- Exercise data -
****
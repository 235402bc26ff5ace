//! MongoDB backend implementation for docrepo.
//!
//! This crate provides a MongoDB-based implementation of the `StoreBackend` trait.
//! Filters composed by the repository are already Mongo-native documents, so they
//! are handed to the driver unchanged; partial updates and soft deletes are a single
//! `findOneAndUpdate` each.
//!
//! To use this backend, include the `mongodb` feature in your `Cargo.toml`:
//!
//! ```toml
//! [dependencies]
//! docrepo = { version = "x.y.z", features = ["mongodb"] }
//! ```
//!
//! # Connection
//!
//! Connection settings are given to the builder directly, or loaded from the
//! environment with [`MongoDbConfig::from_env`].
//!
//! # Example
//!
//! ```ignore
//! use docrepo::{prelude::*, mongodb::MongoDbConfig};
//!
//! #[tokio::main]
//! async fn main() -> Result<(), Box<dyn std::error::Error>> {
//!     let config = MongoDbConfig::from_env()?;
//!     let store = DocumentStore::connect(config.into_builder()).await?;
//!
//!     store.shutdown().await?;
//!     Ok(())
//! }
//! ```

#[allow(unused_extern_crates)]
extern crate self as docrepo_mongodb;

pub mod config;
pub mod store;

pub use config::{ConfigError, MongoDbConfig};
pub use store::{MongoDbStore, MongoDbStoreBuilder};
****
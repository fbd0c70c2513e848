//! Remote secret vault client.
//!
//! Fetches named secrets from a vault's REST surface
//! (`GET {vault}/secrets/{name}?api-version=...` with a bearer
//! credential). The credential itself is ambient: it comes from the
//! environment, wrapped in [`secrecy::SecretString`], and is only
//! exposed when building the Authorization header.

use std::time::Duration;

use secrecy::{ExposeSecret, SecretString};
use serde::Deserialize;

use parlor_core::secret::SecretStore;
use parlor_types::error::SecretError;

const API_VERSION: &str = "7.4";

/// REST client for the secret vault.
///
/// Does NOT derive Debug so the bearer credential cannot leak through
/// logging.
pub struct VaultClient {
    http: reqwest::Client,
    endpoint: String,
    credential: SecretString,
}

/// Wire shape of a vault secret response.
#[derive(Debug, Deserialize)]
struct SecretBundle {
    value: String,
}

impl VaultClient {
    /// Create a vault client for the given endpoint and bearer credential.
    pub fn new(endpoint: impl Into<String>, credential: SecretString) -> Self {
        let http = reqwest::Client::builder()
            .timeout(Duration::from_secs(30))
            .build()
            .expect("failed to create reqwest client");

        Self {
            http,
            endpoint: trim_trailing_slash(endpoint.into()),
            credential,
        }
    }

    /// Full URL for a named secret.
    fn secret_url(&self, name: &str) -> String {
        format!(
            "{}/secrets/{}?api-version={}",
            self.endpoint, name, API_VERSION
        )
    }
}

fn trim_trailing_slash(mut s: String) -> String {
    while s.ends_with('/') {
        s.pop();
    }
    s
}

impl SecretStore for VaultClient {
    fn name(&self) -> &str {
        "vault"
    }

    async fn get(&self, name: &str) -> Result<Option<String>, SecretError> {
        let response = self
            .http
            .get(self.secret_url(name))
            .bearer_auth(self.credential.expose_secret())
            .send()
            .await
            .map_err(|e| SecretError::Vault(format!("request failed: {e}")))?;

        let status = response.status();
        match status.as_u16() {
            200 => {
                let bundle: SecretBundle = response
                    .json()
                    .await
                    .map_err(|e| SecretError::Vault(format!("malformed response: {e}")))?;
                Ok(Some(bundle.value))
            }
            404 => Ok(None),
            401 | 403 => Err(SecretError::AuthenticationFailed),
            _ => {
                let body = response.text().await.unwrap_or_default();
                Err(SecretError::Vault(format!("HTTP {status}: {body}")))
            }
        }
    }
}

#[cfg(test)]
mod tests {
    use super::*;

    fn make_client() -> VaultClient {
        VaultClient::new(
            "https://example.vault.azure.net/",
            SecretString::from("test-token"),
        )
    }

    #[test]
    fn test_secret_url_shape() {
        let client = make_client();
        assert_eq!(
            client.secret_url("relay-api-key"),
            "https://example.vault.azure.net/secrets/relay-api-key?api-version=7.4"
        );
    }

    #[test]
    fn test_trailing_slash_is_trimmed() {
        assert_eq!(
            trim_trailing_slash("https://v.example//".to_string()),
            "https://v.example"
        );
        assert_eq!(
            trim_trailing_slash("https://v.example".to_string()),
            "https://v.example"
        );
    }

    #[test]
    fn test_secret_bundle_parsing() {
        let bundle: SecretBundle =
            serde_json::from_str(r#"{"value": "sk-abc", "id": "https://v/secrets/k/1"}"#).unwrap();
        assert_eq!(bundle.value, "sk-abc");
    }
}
****
- Exercise brief -
The number alone, please: how many lines in the data contain the string "Duration"?

- Your response -
2